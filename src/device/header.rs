//! The double-buffered archive header (spec.md §3, §4.2, §6): a sealed
//! CBOR map carrying the filesystem index's and free-sector index's file
//! descriptors plus an archive-secret counter and a journal counter.
//!
//! Two slots ("first"/"second") alternate on every [`ArchiveHeader::seal`]
//! call; selection on open picks the slot with the larger
//! `archive_secret_counter`, comparing via the crypto provider's
//! constant-time compare (spec.md §4.2).

use serde::{Deserialize, Serialize};
use serde_bytes::ByteBuf;

use crate::crypto::{kdf, CborBox, CryptoProvider};
use crate::descriptor::FileDescriptor;
use crate::error::{Error, Result, VefsError};

#[derive(Clone)]
pub struct ArchiveHeader {
    pub fs_index: FileDescriptor,
    pub free_index: FileDescriptor,
    pub archive_secret_counter: [u8; 16],
    pub journal_counter: [u8; 16],
}

#[derive(Serialize, Deserialize)]
struct Wire {
    #[serde(rename = "0")]
    version: u32,
    #[serde(rename = "1")]
    fs_index: ByteBuf,
    #[serde(rename = "2")]
    free_index: ByteBuf,
    #[serde(rename = "3")]
    archive_secret_counter: ByteBuf,
    #[serde(rename = "4")]
    journal_counter: ByteBuf,
}

fn malformed() -> Error {
    Error::from(VefsError::CorruptIndexEntry)
}

impl ArchiveHeader {
    fn to_plaintext(&self) -> Result<Vec<u8>> {
        let wire = Wire {
            version: 0,
            fs_index: ByteBuf::from(self.fs_index.encode_cbor()?),
            free_index: ByteBuf::from(self.free_index.encode_cbor()?),
            archive_secret_counter: ByteBuf::from(self.archive_secret_counter.to_vec()),
            journal_counter: ByteBuf::from(self.journal_counter.to_vec()),
        };
        let mut out = Vec::new();
        ciborium::into_writer(&wire, &mut out).map_err(|_| malformed())?;
        Ok(out)
    }

    fn from_plaintext(bytes: &[u8]) -> Result<Self> {
        let wire: Wire = ciborium::from_reader(bytes).map_err(|_| malformed())?;
        if wire.archive_secret_counter.len() != 16 || wire.journal_counter.len() != 16 {
            return Err(malformed());
        }
        let mut archive_secret_counter = [0u8; 16];
        archive_secret_counter.copy_from_slice(&wire.archive_secret_counter);
        let mut journal_counter = [0u8; 16];
        journal_counter.copy_from_slice(&wire.journal_counter);
        Ok(ArchiveHeader {
            fs_index: FileDescriptor::decode_cbor(&wire.fs_index)?,
            free_index: FileDescriptor::decode_cbor(&wire.free_index)?,
            archive_secret_counter,
            journal_counter,
        })
    }

    pub fn seal(&self, provider: &dyn CryptoProvider, master_secret: &[u8; 64], salt: [u8; 32]) -> Result<Vec<u8>> {
        let plaintext = self.to_plaintext()?;
        let mut key_material = vec![0u8; provider.key_material_size()];
        kdf::kdf(&mut key_material, master_secret, &[salt.as_slice()])?;
        let mut ciphertext = vec![0u8; plaintext.len()];
        let mut mac = [0u8; 16];
        provider.box_seal(&mut ciphertext, &mut mac, &key_material, &plaintext)?;
        let encoded = CborBox { salt, mac, ciphertext }.encode()?;
        if encoded.len() as u64 > crate::device::layout::ARCHIVE_HEADER_SLOT_SIZE {
            return Err(VefsError::OversizedStaticHeader.into());
        }
        Ok(encoded)
    }

    pub fn open(provider: &dyn CryptoProvider, master_secret: &[u8; 64], sealed: &[u8]) -> Result<Self> {
        let boxed = CborBox::decode(sealed)?;
        let mut key_material = vec![0u8; provider.key_material_size()];
        kdf::kdf(&mut key_material, master_secret, &[boxed.salt.as_slice()])?;
        let mut plaintext = vec![0u8; boxed.ciphertext.len()];
        provider.box_open(&mut plaintext, &key_material, &boxed.ciphertext, &boxed.mac)?;
        Self::from_plaintext(&plaintext)
    }
}

/// The result of the open-path header selection rule (spec.md §4.2).
pub struct SelectedHeader {
    pub header: ArchiveHeader,
    /// `false` selects slot 0 ("first"), `true` selects slot 1 ("second") —
    /// used so the next `update_header` alternates away from it.
    pub selected_slot1: bool,
}

pub fn select_header(
    provider: &dyn CryptoProvider,
    master_secret: &[u8; 64],
    slot0: &[u8],
    slot1: &[u8],
) -> Result<SelectedHeader> {
    let h0 = ArchiveHeader::open(provider, master_secret, slot0).ok();
    let h1 = ArchiveHeader::open(provider, master_secret, slot1).ok();
    match (h0, h1) {
        (Some(a), Some(b)) => match provider.ct_compare(&a.archive_secret_counter, &b.archive_secret_counter)? {
            std::cmp::Ordering::Equal => Err(VefsError::IdenticalHeaderVersion.into()),
            std::cmp::Ordering::Greater => Ok(SelectedHeader { header: a, selected_slot1: false }),
            std::cmp::Ordering::Less => Ok(SelectedHeader { header: b, selected_slot1: true }),
        },
        (Some(a), None) => Ok(SelectedHeader { header: a, selected_slot1: false }),
        (None, Some(b)) => Ok(SelectedHeader { header: b, selected_slot1: true }),
        (None, None) => Err(VefsError::NoArchiveHeader.into()),
    }
}

#[cfg(test)]
mod tests {
    use super::*;
    use crate::crypto::Aes256GcmSivProvider;
    use crate::descriptor::RootInfo;
    use uuid::Uuid;

    fn sample_descriptor(path: &str) -> FileDescriptor {
        FileDescriptor {
            file_id: Uuid::nil(),
            path: path.into(),
            secret: [1u8; 32],
            secret_counter: [0u8; 16],
            root: RootInfo { sector: 1, mac: [2u8; 16], depth: 0, maximum_extent: 0 },
            modification_time: 0,
        }
    }

    fn sample_header(counter: u8) -> ArchiveHeader {
        ArchiveHeader {
            fs_index: sample_descriptor("archive_index"),
            free_index: sample_descriptor("free_block_index"),
            archive_secret_counter: [counter; 16],
            journal_counter: [0u8; 16],
        }
    }

    #[test]
    fn seal_open_round_trip() {
        let provider = Aes256GcmSivProvider::new();
        let header = sample_header(1);
        let sealed = header.seal(&provider, &[4u8; 64], [5u8; 32]).unwrap();
        let opened = ArchiveHeader::open(&provider, &[4u8; 64], &sealed).unwrap();
        assert_eq!(opened.archive_secret_counter, header.archive_secret_counter);
    }

    #[test]
    fn selection_picks_larger_counter() {
        let provider = Aes256GcmSivProvider::new();
        let master = [4u8; 64];
        let older = sample_header(1).seal(&provider, &master, [1u8; 32]).unwrap();
        let newer = sample_header(2).seal(&provider, &master, [2u8; 32]).unwrap();
        let selected = select_header(&provider, &master, &older, &newer).unwrap();
        assert_eq!(selected.header.archive_secret_counter, [2u8; 16]);
        assert!(selected.selected_slot1);
    }

    #[test]
    fn identical_counters_are_rejected() {
        let provider = Aes256GcmSivProvider::new();
        let master = [4u8; 64];
        let a = sample_header(3).seal(&provider, &master, [1u8; 32]).unwrap();
        let b = sample_header(3).seal(&provider, &master, [2u8; 32]).unwrap();
        assert!(matches!(select_header(&provider, &master, &a, &b), Err(e) if matches!(e.kind, VefsError::IdenticalHeaderVersion)));
    }

    #[test]
    fn only_one_slot_decrypting_is_accepted() {
        let provider = Aes256GcmSivProvider::new();
        let master = [4u8; 64];
        let good = sample_header(1).seal(&provider, &master, [1u8; 32]).unwrap();
        let garbage = vec![0xffu8; good.len()];
        let selected = select_header(&provider, &master, &good, &garbage).unwrap();
        assert!(!selected.selected_slot1);
    }

    #[test]
    fn neither_slot_decrypting_is_no_archive_header() {
        let provider = Aes256GcmSivProvider::new();
        let master = [4u8; 64];
        let garbage = vec![0xffu8; 64];
        assert!(matches!(
            select_header(&provider, &master, &garbage, &garbage),
            Err(e) if matches!(e.kind, VefsError::NoArchiveHeader)
        ));
    }
}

+===+

▶ Task details: Copy out all lines of the material containing the word "Deserialize".

▶ Written solution:
use serde::{Deserialize, Serialize};
#[derive(Serialize, Deserialize)]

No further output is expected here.